The Blair Witch Project Almost Didn’t Have Its Iconic Ending
The indie horror film The Blair Witch Project is truly a special film. It helped kick off the found footage genre – yes, I know it came after Cannibal Holocaust – and the way it used marketing was nothing short of brilliant. Made for peanuts, figuratively, the film went on to earn nearly $250 million worldwide, making it perhaps the most successful horror film in existence, at least when it comes to ROI.
One of the most iconic parts of the film is the ending, which sees Heather descend into the basement of an abandoned house only to find Mike standing in the corner. As she nears him, she gets hit, the camera drops, and the film ends. It was a wonderfully effective ending that didn’t betray the mystery of the Blair Witch or see it go from terrifying to cheesy in the span of a few moments. Personally, I adore the film and I love the ending. However, it turns out that the film might have had a radically different ending if Artisan’s execs had their way!
Speaking with EW, co-directors Eduardo Sanchez and Dan Myrick explained that there was something far more bloody and gruesome that they were considering. The site describes them as including, “Mike hanging from a noose, crucified on a wooden stick man, and with a bloodied chest.”

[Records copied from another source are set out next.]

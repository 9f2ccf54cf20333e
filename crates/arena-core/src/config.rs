//! Session configuration.
//!
//! `ArenaConfig::default()` reproduces the reference tuning of the review
//! arena.  Applications may load a modified copy from JSON/TOML (with the
//! `serde` feature) and must pass it through [`ArenaConfig::validate`].

use glam::Vec3;

use crate::{ArenaError, ArenaResult, SimSpeed};

/// Every tunable constant of the arena.
#[derive(Clone, Debug, PartialEq)]
#[cfg_attr(feature = "serde", derive(serde::Serialize, serde::Deserialize))]
#[cfg_attr(feature = "serde", serde(default))]
pub struct ArenaConfig {
    /// RNG seed.  `None` draws from OS entropy (choices differ per run).
    pub seed: Option<u64>,

    /// Initial simulation speed.
    pub speed: SimSpeed,

    // ── Behavior scheduler ───────────────────────────────────────────────
    /// Lower bound of the randomized retarget interval at 1x, milliseconds.
    pub retarget_min_ms: u64,
    /// Upper bound (exclusive) of the retarget interval at 1x, milliseconds.
    pub retarget_max_ms: u64,
    /// Probability of staying within the current POI group.
    pub group_affinity: f64,

    // ── Dialogue ─────────────────────────────────────────────────────────
    /// Dialogue poll period.  Wall-clock; not scaled by speed.
    pub dialogue_poll_ms: u64,
    /// Lower bound of the per-agent dialogue cooldown at 1x, milliseconds.
    pub cooldown_min_ms: u64,
    /// Upper bound (exclusive) of the cooldown at 1x, milliseconds.
    pub cooldown_max_ms: u64,
    /// Delay between a flagged message and its insight extraction at 1x.
    pub insight_delay_ms: u64,

    // ── Movement ─────────────────────────────────────────────────────────
    /// Distance at or below which a moving agent counts as arrived.
    pub arrival_threshold: f32,
    /// Position interpolation rate (per second, per unit speed).
    pub move_rate: f32,
    /// Gaze interpolation rate (per second, per unit speed).
    pub gaze_rate: f32,
    /// Offset from a POI to the agent's inspection standpoint.
    pub poi_standoff: Vec3,
    /// Offset from a followed agent to its follower.
    pub follow_offset: Vec3,
    /// Lateral spacing per formation rank pair.
    pub formation_lateral: f32,
    /// Depth behind the viewer of the first formation rank.
    pub formation_depth: f32,
    /// Additional depth per formation rank pair.
    pub formation_depth_step: f32,

    // ── Heatmap ──────────────────────────────────────────────────────────
    /// Aggregate dwell below which a POI is not rendered, seconds.
    pub heat_threshold_secs: f32,
}

impl Default for ArenaConfig {
    fn default() -> Self {
        Self {
            seed:                 None,
            speed:                SimSpeed::Normal,
            retarget_min_ms:      5_000,
            retarget_max_ms:      15_000,
            group_affinity:       0.7,
            dialogue_poll_ms:     500,
            cooldown_min_ms:      3_000,
            cooldown_max_ms:      7_000,
            insight_delay_ms:     1_000,
            arrival_threshold:    0.05,
            move_rate:            2.0,
            gaze_rate:            3.0,
            poi_standoff:         Vec3::new(0.0, 1.2, 1.5),
            follow_offset:        Vec3::new(-0.5, 0.0, 0.5),
            formation_lateral:    1.5,
            formation_depth:      2.0,
            formation_depth_step: 1.0,
            heat_threshold_secs:  0.1,
        }
    }
}

impl ArenaConfig {
    /// Check every range constraint.  Returns the first violation found.
    pub fn validate(&self) -> ArenaResult<()> {
        if self.retarget_min_ms > self.retarget_max_ms {
            return Err(ArenaError::Config(format!(
                "retarget interval min {} ms exceeds max {} ms",
                self.retarget_min_ms, self.retarget_max_ms
            )));
        }
        if self.cooldown_min_ms > self.cooldown_max_ms {
            return Err(ArenaError::Config(format!(
                "cooldown min {} ms exceeds max {} ms",
                self.cooldown_min_ms, self.cooldown_max_ms
            )));
        }
        if !(0.0..=1.0).contains(&self.group_affinity) {
            return Err(ArenaError::Config(format!(
                "group affinity {} is outside [0, 1]",
                self.group_affinity
            )));
        }
        if self.dialogue_poll_ms == 0 {
            return Err(ArenaError::Config("dialogue poll period must be non-zero".into()));
        }
        if !(self.move_rate > 0.0 && self.gaze_rate > 0.0) {
            return Err(ArenaError::Config("movement and gaze rates must be positive".into()));
        }
        if !(self.arrival_threshold >= 0.0) {
            return Err(ArenaError::Config("arrival threshold must be non-negative".into()));
        }
        Ok(())
    }
}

Myrick explains, “We went back to that house with a skeleton crew and basically just shot all the endings that Ed and I threw out when we were dreaming up the script.”
Then, inspiration struck and the duo filmed a new interview segment that spoke of Rustin Parr and his method of killing. “There was one additional pick up. We shot an interview with a guy where he explains a little bit of the mythology of the killer Rustin Parr; how he would make one kid stand in the corner while he killed the others. We felt that if we stuck it in early in the movie there was going to be some audience members that would connect it to the ending,” explains Sanchez
Luckily, Sanchez and Myrick persuaded Artisan to keep the original ending with this new pick up. Myrick states, “What makes us fearful is something that’s out of the ordinary, unexplained. The first ending kept the audience off balance; it challenged our real world conventions and that’s what really made it scary.”
Good job on Artisan for allowing the original ending to remain! I don’t know how horror would’ve been different had The Blair Witch Project not been as influential as it is today but I think, without a doubt, it’d be in a lesser place.